Лестница, лестница, этаж, учительская, здравствуйте, Марь-Иванна… Коридор. Даниил Андреевич заскакивает в прокуренный школьный туалет. Вот черти – трава, однако… Хлопает дверца кабинки. Коридор, лестница, кабинет. Блин, снова опоздал. Ну, здравствуйте, девочки. К доске что-то пришпилено кнопками. Рисунок и подпись: «КАРКУША». А что, похоже… Спасибо за внимание, может быть, я заберу это себе на память? Кто-нибудь отсутствует?
– Смирнова. Она не придет сегодня. Наверное. Ведь это она нарисовала, Даниил Андреевич.
Зареванная Алька сидит в вестибюле туалета, прижавшись спиной к батарее. Чьи-то негромкие шаги нарушают ее покой. Она поднимает глаза и видит десятиклассника Сашку. Сашка задумчив и курит.
– Что стряслось, пташка?
– А что ты в женском туалете делаешь?
– А ты не видишь? Курю, – спокойно говорит Саша, закрывает дверь и присаживается рядом. – У нас я уже накурил, – улыбается, – Хочешь?
Алька колеблется, потом берет у него скромный джойнтик и старается затянуться.
– Не так, – говорит Саша и показывает, как надо. Алька снова пробует, у нее получается, она кашляет и ждет, что сейчас случится что-то непоправимое, но ничего не случается.
– Ох! Картошка, сальцо, яйки! Фриц любит яйки.
…Ты знаешь, кстати, что вот эта приморская Ингрия, ижорские земли, они же фрицев не приняли. Как и шведов до этого. Шведы их в лютеранство крестить надумали, так ижоры в московские земли бежали. Под проклятущее иго, только подальше от свейского барона. Какая преданность – ну, вряд ли русским, себе. А вроде индейцы-индейцами, какая им вроде разница, русский или швед. Но нет. Новгородцы-то с ижорами ласковы были… А фрицы им тут главную деревню спалили, Сойкино. Сойка у них – вещая птица. Пересмешница. Чайки, сойки, гуси-лебеди… утки еще и журавли. Птичье племя. И еще морское – салака там, тюлень – тевяк. А селедочки нету?..

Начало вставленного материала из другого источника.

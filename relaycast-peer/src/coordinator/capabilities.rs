use crate::link::{RelayTransport, WsTransport};
use crate::negotiation::{NegotiationConfig, NegotiatorFactory, WebRtcNegotiatorFactory};
use crate::status::{StatusObserver, TracingObserver};
use std::sync::Arc;

/// The host-provided pieces a coordinator is built from.
#[derive(Clone)]
pub struct Capabilities {
    pub transport: Arc<dyn RelayTransport>,
    pub negotiators: Arc<dyn NegotiatorFactory>,
    pub observer: Arc<dyn StatusObserver>,
}

impl Capabilities {
    pub fn new(
        transport: Arc<dyn RelayTransport>,
        negotiators: Arc<dyn NegotiatorFactory>,
        observer: Arc<dyn StatusObserver>,
    ) -> Self {
        Self {
            transport,
            negotiators,
            observer,
        }
    }

    /// WebSocket relay, `webrtc` peer connections and tracing output.
    pub fn webrtc(config: NegotiationConfig) -> Self {
        Self::new(
            Arc::new(WsTransport),
            Arc::new(WebRtcNegotiatorFactory::new(config)),
            Arc::new(TracingObserver),
        )
    }

    pub fn with_observer(mut self, observer: Arc<dyn StatusObserver>) -> Self {
        self.observer = observer;
        self
    }
}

Алька смотрела на Вадима, будто постепенно просыпаясь в реальность и поражаясь тому, что и ей в этой реальности может быть приютно. Как мало надо для этого – человек, который говорит на понятном и правильном для тебя языке.
…А мы еще тут Кингисеппский укрепрайон копаем. Здесь же до войны целый комплекс начали строить – военный порт, город, базу военную на месте урочища Купля и аэродром. Там дачники сейчас, мы к ним пошли, говорим – если что в земле найдете – кости там, звездочку красноармейскую, гильзы тем более или оружие – сразу свистите. Это такие малоизвестные бои и неизвестные герои. Да и вообще этот берег, южный берег залива – берег царский, так до революции называли, и берег воинский, тоже еще при Империи пошло – Военно-Ижорская дорога, форты, закрытое все, главный калибр фигачит с берега… После развала советской родины посыпалось все, что сейчас в этих вэче за колючкой творится – даже главкому не ведомо. Пару лет назад солдатика рыбачки со льда сняли – наверное, сиганул от дедовщины, побег по заливу в Финку, как Шкловский. Привезли с обморожениями третьей степени в местный лазарет, потом в Сосняк на буханке отправили. Страна моя родная…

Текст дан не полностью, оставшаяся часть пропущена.